How would a machine "feel" without the associated chemistry ? I mean, fear is hormones, right ? Why would I want a machine to have that ?
It is difficult to generalize regarding "feelings" and "emotions" and the role hormones may play in these states. An emotion arises from activity in circuits in particular brain areas. As such it would be just as possible to build emotional reactions into a machine, as to build in the capacities for self referential "thought", planning, memory, sensation, etc.

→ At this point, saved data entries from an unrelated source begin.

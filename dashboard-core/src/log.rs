use chrono::{DateTime, Utc};
use serde::{Deserialize, Serialize};

/// One line from the backend log room.
#[derive(Debug, Clone, Deserialize, Serialize)]
pub struct LogEntry {
    #[serde(default = "default_level")]
    pub level: String,
    #[serde(default)]
    pub message: String,
    #[serde(default = "Utc::now")]
    pub timestamp: DateTime<Utc>,
}

fn default_level() -> String {
    "info".to_string()
}
use chrono::{DateTime, Utc};
use serde::{Deserialize, Serialize};

/// Trade direction of a signal or an executed trade.
#[derive(Debug, Clone, Copy, Default, PartialEq, Eq, Deserialize, Serialize)]
#[serde(rename_all = "lowercase")]
pub enum Direction {
    #[default]
    Buy,
    Sell,
}

impl Direction {
    pub fn as_str(&self) -> &'static str {
        match self {
            Direction::Buy => "buy",
            Direction::Sell => "sell",
        }
    }

    pub fn is_buy(&self) -> bool {
        matches!(self, Direction::Buy)
    }
}

/// Signal lifecycle status.
///
/// Transitions are monotonic forward: `Received -> Ongoing -> Succeeded`,
/// with `Rejected` as the terminal failure branch. A later observation of a
/// signal never moves its status backward.
#[derive(Debug, Clone, Copy, Default, PartialEq, Eq, Deserialize, Serialize)]
#[serde(rename_all = "lowercase")]
pub enum SignalStatus {
    #[default]
    #[serde(alias = "waiting")]
    Received,
    #[serde(alias = "executed", alias = "validated")]
    Ongoing,
    #[serde(alias = "closed")]
    Succeeded,
    #[serde(alias = "failed")]
    Rejected,
}

impl SignalStatus {
    /// Position in the forward lifecycle. Terminal outcomes share the top
    /// rank so neither can overwrite the other.
    pub fn rank(&self) -> u8 {
        match self {
            SignalStatus::Received => 0,
            SignalStatus::Ongoing => 1,
            SignalStatus::Succeeded | SignalStatus::Rejected => 2,
        }
    }

    pub fn is_terminal(&self) -> bool {
        matches!(self, SignalStatus::Succeeded | SignalStatus::Rejected)
    }
}

/// A trading signal observed from the push channel or a pull snapshot.
///
/// Identity is the `id`: a later observation of the same id updates fields
/// in place rather than appending a duplicate. Push payloads carry the id as
/// `signal_id`, pull payloads as `id`; everything except the id is optional
/// on the wire, so absent fields fall back to defaults instead of failing
/// the decode.
#[derive(Debug, Clone, Default, Deserialize, Serialize)]
pub struct Signal {
    #[serde(alias = "signal_id")]
    pub id: u64,
    #[serde(default)]
    pub symbol: String,
    #[serde(default)]
    pub direction: Direction,
    #[serde(default)]
    pub status: SignalStatus,
    #[serde(default)]
    pub entry_price: Option<f64>,
    #[serde(default)]
    pub stop_loss: Option<f64>,
    /// Ordered take-profit levels, nearest first.
    #[serde(default)]
    pub targets: Vec<f64>,
    /// Single take-profit level from payloads that do not carry `targets`.
    #[serde(default)]
    pub take_profit: Option<f64>,
    #[serde(default, alias = "confidence")]
    pub confidence_factors: Vec<String>,
    #[serde(default = "Utc::now")]
    pub timestamp: DateTime<Utc>,
}

impl Signal {
    /// The final target the position is working toward: the last entry of
    /// `targets`, falling back to the single `take_profit` level.
    pub fn final_target(&self) -> Option<f64> {
        self.targets.last().copied().or(self.take_profit)
    }

    /// Fold a later observation of the same signal into this one.
    ///
    /// Status only ever moves forward through the lifecycle and terminal
    /// states are sticky. Price levels and confidence factors are replaced
    /// only when the incoming observation actually carries them, so a sparse
    /// push event cannot wipe values a pull snapshot already filled in.
    pub fn merge_update(&mut self, update: Signal) {
        debug_assert_eq!(self.id, update.id);

        if !self.status.is_terminal() && update.status.rank() >= self.status.rank() {
            self.status = update.status;
        }
        if !update.symbol.is_empty() {
            self.symbol = update.symbol;
        }
        self.direction = update.direction;
        if update.entry_price.is_some() {
            self.entry_price = update.entry_price;
        }
        if update.stop_loss.is_some() {
            self.stop_loss = update.stop_loss;
        }
        if !update.targets.is_empty() {
            self.targets = update.targets;
        }
        if update.take_profit.is_some() {
            self.take_profit = update.take_profit;
        }
        if !update.confidence_factors.is_empty() {
            self.confidence_factors = update.confidence_factors;
        }
    }
}
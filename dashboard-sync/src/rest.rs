//! Pull-channel client for the dashboard REST contract.
//!
//! The [`PullApi`] trait is the seam between the poll scheduler and the
//! transport, so scheduling is testable against a mock. [`RestClient`] is
//! the production implementation: it attaches the configured bearer token to
//! every request and decodes the backend's response wrappers permissively
//! (absent fields default instead of failing derivation).

use crate::dispatch::decode_price_table;
use crate::error::SyncError;
use async_trait::async_trait;
use dashboard_core::{PriceQuote, Signal, StatsSnapshot, SystemStatus, Trade};
use serde::{Deserialize, Serialize};
use std::collections::HashMap;
use std::time::Duration;
use url::Url;

/// User-facing dashboard settings, read and written through
/// `GET/PUT /api/settings`. Persistence is the backend's concern.
#[derive(Debug, Clone, Default, Deserialize, Serialize)]
#[serde(default)]
pub struct Settings {
    pub timezone: Option<String>,
    pub show_sessions: Option<bool>,
    pub default_chart_timeframe: Option<String>,
    pub theme: Option<String>,
    pub mt5_enabled: Option<bool>,
}

/// The fixed pull contract consumed by the poll scheduler.
#[async_trait]
pub trait PullApi: Send + Sync {
    async fn fetch_stats(&self) -> Result<StatsSnapshot, SyncError>;
    async fn fetch_trades(&self, limit: usize) -> Result<Vec<Trade>, SyncError>;
    async fn fetch_signals(&self, limit: usize) -> Result<Vec<Signal>, SyncError>;
    async fn fetch_prices(&self) -> Result<HashMap<String, PriceQuote>, SyncError>;
    async fn fetch_status(&self) -> Result<SystemStatus, SyncError>;
    async fn fetch_settings(&self) -> Result<Settings, SyncError>;
    async fn update_settings(&self, settings: &Settings) -> Result<(), SyncError>;
}

/// `GET /trades` wrapper: `{ count, trades: [...] }`.
#[derive(Debug, Deserialize)]
struct TradesResponse {
    #[serde(default)]
    trades: Vec<Trade>,
}

/// `GET /signals` wrapper: `{ count, signals: [...] }`.
#[derive(Debug, Deserialize)]
struct SignalsResponse {
    #[serde(default)]
    signals: Vec<Signal>,
}

/// Production pull transport over `reqwest`.
pub struct RestClient {
    http: reqwest::Client,
    base: Url,
    bearer_token: Option<String>,
}

impl RestClient {
    /// Default per-request timeout.
    const REQUEST_TIMEOUT: Duration = Duration::from_secs(10);

    pub fn new(base_url: &str, bearer_token: Option<String>) -> Result<Self, SyncError> {
        // A trailing slash keeps Url::join from swallowing path segments
        let mut base = base_url.to_string();
        if !base.ends_with('/') {
            base.push('/');
        }
        let http = reqwest::Client::builder()
            .timeout(Self::REQUEST_TIMEOUT)
            .build()?;
        Ok(Self {
            http,
            base: Url::parse(&base)?,
            bearer_token,
        })
    }

    fn endpoint(&self, path: &str) -> Result<Url, SyncError> {
        Ok(self.base.join(path)?)
    }

    fn get(&self, url: Url) -> reqwest::RequestBuilder {
        let mut request = self.http.get(url);
        if let Some(token) = &self.bearer_token {
            request = request.bearer_auth(token);
        }
        request
    }
}

#[async_trait]
impl PullApi for RestClient {
    async fn fetch_stats(&self) -> Result<StatsSnapshot, SyncError> {
        let url = self.endpoint("stats")?;
        Ok(self.get(url).send().await?.error_for_status()?.json().await?)
    }

    async fn fetch_trades(&self, limit: usize) -> Result<Vec<Trade>, SyncError> {
        let mut url = self.endpoint("trades")?;
        url.query_pairs_mut().append_pair("limit", &limit.to_string());
        let response: TradesResponse =
            self.get(url).send().await?.error_for_status()?.json().await?;
        Ok(response.trades)
    }

    async fn fetch_signals(&self, limit: usize) -> Result<Vec<Signal>, SyncError> {
        let mut url = self.endpoint("signals")?;
        url.query_pairs_mut().append_pair("limit", &limit.to_string());
        let response: SignalsResponse =
            self.get(url).send().await?.error_for_status()?.json().await?;
        Ok(response.signals)
    }

    async fn fetch_prices(&self) -> Result<HashMap<String, PriceQuote>, SyncError> {
        let url = self.endpoint("api/prices/live")?;
        let value: serde_json::Value =
            self.get(url).send().await?.error_for_status()?.json().await?;
        Ok(decode_price_table(value)?)
    }

    async fn fetch_status(&self) -> Result<SystemStatus, SyncError> {
        let url = self.endpoint("api/status")?;
        Ok(self.get(url).send().await?.error_for_status()?.json().await?)
    }

    async fn fetch_settings(&self) -> Result<Settings, SyncError> {
        let url = self.endpoint("api/settings")?;
        Ok(self.get(url).send().await?.error_for_status()?.json().await?)
    }

    async fn update_settings(&self, settings: &Settings) -> Result<(), SyncError> {
        let url = self.endpoint("api/settings")?;
        let mut request = self.http.put(url).json(settings);
        if let Some(token) = &self.bearer_token {
            request = request.bearer_auth(token);
        }
        request.send().await?.error_for_status()?;
        Ok(())
    }
}

#[cfg(test)]
mod tests {
    use super::*;

    #[test]
    fn test_endpoint_joining_preserves_nested_paths() {
        let client = RestClient::new("http://127.0.0.1:8000", None).unwrap();
        assert_eq!(
            client.endpoint("api/prices/live").unwrap().as_str(),
            "http://127.0.0.1:8000/api/prices/live"
        );
        assert_eq!(
            client.endpoint("stats").unwrap().as_str(),
            "http://127.0.0.1:8000/stats"
        );
    }

    #[test]
    fn test_trades_response_wrapper_decodes() {
        let response: TradesResponse = serde_json::from_str(
            r#"{"count": 1, "trades": [{"id": 3, "symbol": "EURUSD", "direction": "buy", "status": "closed", "net_pnl": 12.0}]}"#,
        )
        .unwrap();
        assert_eq!(response.trades.len(), 1);
        assert_eq!(response.trades[0].net_pnl, Some(12.0));
    }

    #[test]
    fn test_settings_round_trip_skips_unset_fields() {
        let settings = Settings {
            theme: Some("dark".to_string()),
            ..Settings::default()
        };
        let encoded = serde_json::to_string(&settings).unwrap();
        let decoded: Settings = serde_json::from_str(&encoded).unwrap();
        assert_eq!(decoded.theme.as_deref(), Some("dark"));
        assert_eq!(decoded.timezone, None);
    }
}
use serde::{Deserialize, Serialize};
use std::collections::HashMap;

/// Health of one backend service, as reported by `GET /api/status` and the
/// system-health push room.
#[derive(Debug, Clone, Default, Deserialize, Serialize)]
pub struct ServiceHealth {
    #[serde(default)]
    pub status: String,
    #[serde(default)]
    pub connected: bool,
    #[serde(default)]
    pub latency_ms: Option<f64>,
}

/// Overall backend status: one top-level state plus a per-service breakdown.
#[derive(Debug, Clone, Default, Deserialize, Serialize)]
pub struct SystemStatus {
    #[serde(default)]
    pub status: String,
    #[serde(default)]
    pub services: HashMap<String, ServiceHealth>,
}

impl SystemStatus {
    pub fn is_online(&self) -> bool {
        self.status == "online" || self.status == "healthy"
    }
}

#[cfg(test)]
mod tests {
    use super::*;

    #[test]
    fn test_deserialize_status_endpoint_shape() {
        let status: SystemStatus = serde_json::from_str(
            r#"{
                "status": "online",
                "services": {
                    "database": {"status": "healthy", "connected": true, "latency_ms": 1.8},
                    "mt5": {"status": "disconnected", "connected": false}
                }
            }"#,
        )
        .unwrap();

        assert!(status.is_online());
        assert_eq!(status.services.len(), 2);
        assert!(!status.services["mt5"].connected);
        assert_eq!(status.services["database"].latency_ms, Some(1.8));
    }
}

In mammals, the emotion of fear is accompanied by hormone release from the adrenals resulting in peripheral vaso-constriction, vaso-dilation in particular vascular beds (muscle), increased heart rate, etc. The effect of the hormones on the body is being monitored by the sensory systems, and so the activation of sensory circuits in particular patterns (racing heart, pressure in the head, wet underwear, etc.) is part of the overall neural state of being afraid. Fear is still a neural state however.

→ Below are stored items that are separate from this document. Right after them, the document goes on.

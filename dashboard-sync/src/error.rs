use dashboard_core::Room;
use thiserror::Error;

/// All errors generated in `dashboard-sync`.
///
/// None of these propagate as an unhandled fault: transport errors drive the
/// reconnect state machine, decode errors drop the offending frame, and pull
/// failures leave the last good snapshot in place. Only
/// [`SyncError::RetriesExhausted`] is terminal.
#[derive(Debug, Error)]
pub enum SyncError {
    #[error("websocket transport error: {0}")]
    Transport(String),

    #[error("failed to decode inbound payload: {0}")]
    Decode(#[from] serde_json::Error),

    #[error("pull request failed: {0}")]
    Rest(#[from] reqwest::Error),

    #[error("invalid endpoint url: {0}")]
    Url(#[from] url::ParseError),

    #[error("room {room} gave up after {attempts} reconnect attempts")]
    RetriesExhausted { room: Room, attempts: u32 },
}

impl SyncError {
    /// Determine if an error ends automatic recovery for its connection.
    ///
    /// Terminal errors surface to the UI layer as a "disconnected, give up"
    /// state that requires an explicit manual re-subscribe.
    pub fn is_terminal(&self) -> bool {
        matches!(self, SyncError::RetriesExhausted { .. })
    }
}

#[cfg(test)]
mod tests {
    use super::*;

    #[test]
    fn test_only_exhausted_retries_is_terminal() {
        struct TestCase {
            input: SyncError,
            expected: bool,
        }

        let tests = vec![
            TestCase {
                // TC0: transport failures are retryable
                input: SyncError::Transport("connection reset".to_string()),
                expected: false,
            },
            TestCase {
                // TC1: decode failures drop the frame only
                input: SyncError::Decode(
                    serde_json::from_str::<serde_json::Value>("not json").unwrap_err(),
                ),
                expected: false,
            },
            TestCase {
                // TC2: exhausted retries end automatic recovery
                input: SyncError::RetriesExhausted {
                    room: Room::Signals,
                    attempts: 8,
                },
                expected: true,
            },
        ];

        for (index, test) in tests.into_iter().enumerate() {
            assert_eq!(test.input.is_terminal(), test.expected, "TC{index} failed");
        }
    }
}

The role of oxytocin in bonding and attraction can be described in a similar way. The overall state of being attracted, or in "love" involves the sensory patterns evoked in neural circuits in response to the activity of the hormones on the body, but the emotional state itself is still just a complex of neural activity in multiple interconnected circuits in the brain.

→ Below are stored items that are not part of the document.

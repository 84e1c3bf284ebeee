use dashboard_core::Room;
use dashboard_sync::{SyncConfig, SyncService};
use tracing::info;

/// Connects to a running dashboard backend and logs each published snapshot
/// until interrupted. Point it at another host with DASHBOARD_HOST.
#[tokio::main]
async fn main() {
    // Initialise INFO Tracing log subscriber
    init_logging();

    let host = std::env::var("DASHBOARD_HOST").unwrap_or_else(|_| "127.0.0.1:8000".to_string());
    let config = SyncConfig::new(format!("ws://{host}"), format!("http://{host}"))
        .with_rooms([Room::Signals, Room::Trades, Room::Prices, Room::SystemHealth]);

    let handle = match SyncService::start(config) {
        Ok(handle) => handle,
        Err(err) => {
            eprintln!("failed to start sync service: {err}");
            return;
        }
    };

    let mut snapshots = handle.subscribe();

    loop {
        tokio::select! {
            _ = tokio::signal::ctrl_c() => {
                info!("interrupt received, shutting down");
                break;
            }
            changed = snapshots.changed() => {
                if changed.is_err() {
                    break;
                }
                let snapshot = snapshots.borrow().clone();
                let connectivity = handle.connectivity();
                info!(
                    signals = snapshot.signals.len(),
                    trades = snapshot.trades.len(),
                    symbols = snapshot.prices.len(),
                    win_rate = snapshot.derived.win_rate,
                    equity_points = snapshot.derived.equity_curve.len(),
                    fully_connected = connectivity.fully_connected,
                    "state updated"
                );
            }
        }
    }

    handle.shutdown();
}

fn init_logging() {
    tracing_subscriber::fmt()
        .with_env_filter(
            tracing_subscriber::EnvFilter::try_from_default_env()
                .unwrap_or_else(|_| tracing_subscriber::EnvFilter::new("info")),
        )
        .init();
}
//! Core data model for the trading dashboard.
//!
//! Defines the canonical entities the synchronization layer reconciles
//! (signals, trades, price quotes, aggregate statistics) and the pure
//! derivations computed from them (equity curve, win rate, risk/reward,
//! position progress). This crate performs no I/O and holds no async state;
//! the `dashboard-sync` crate owns connection lifecycle and reconciliation.

pub mod log;
pub mod metrics;
pub mod price;
pub mod risk;
pub mod room;
pub mod signal;
pub mod stats;
pub mod status;
pub mod trade;

pub use log::LogEntry;
pub use metrics::{DerivedMetrics, EquityPoint, SignalMetrics};
pub use price::PriceQuote;
pub use risk::RiskMetrics;
pub use room::Room;
pub use signal::{Direction, Signal, SignalStatus};
pub use stats::StatsSnapshot;
pub use status::{ServiceHealth, SystemStatus};
pub use trade::{Trade, TradeStatus};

In some cases the hormones may have direct access to certain neural circuits where they may play direct roles in synaptic transmission, but these will be limited to areas where the blood brain barrier is ineffective.
If emotions can be described as complex patterns of neural activity in particular neural systems within the brain, then there is no reason to believe they could not be built into a thinking machine, even without the activity of systemic hormones.
One would want to be cautious about building in too strong a sense of self preservation I would think.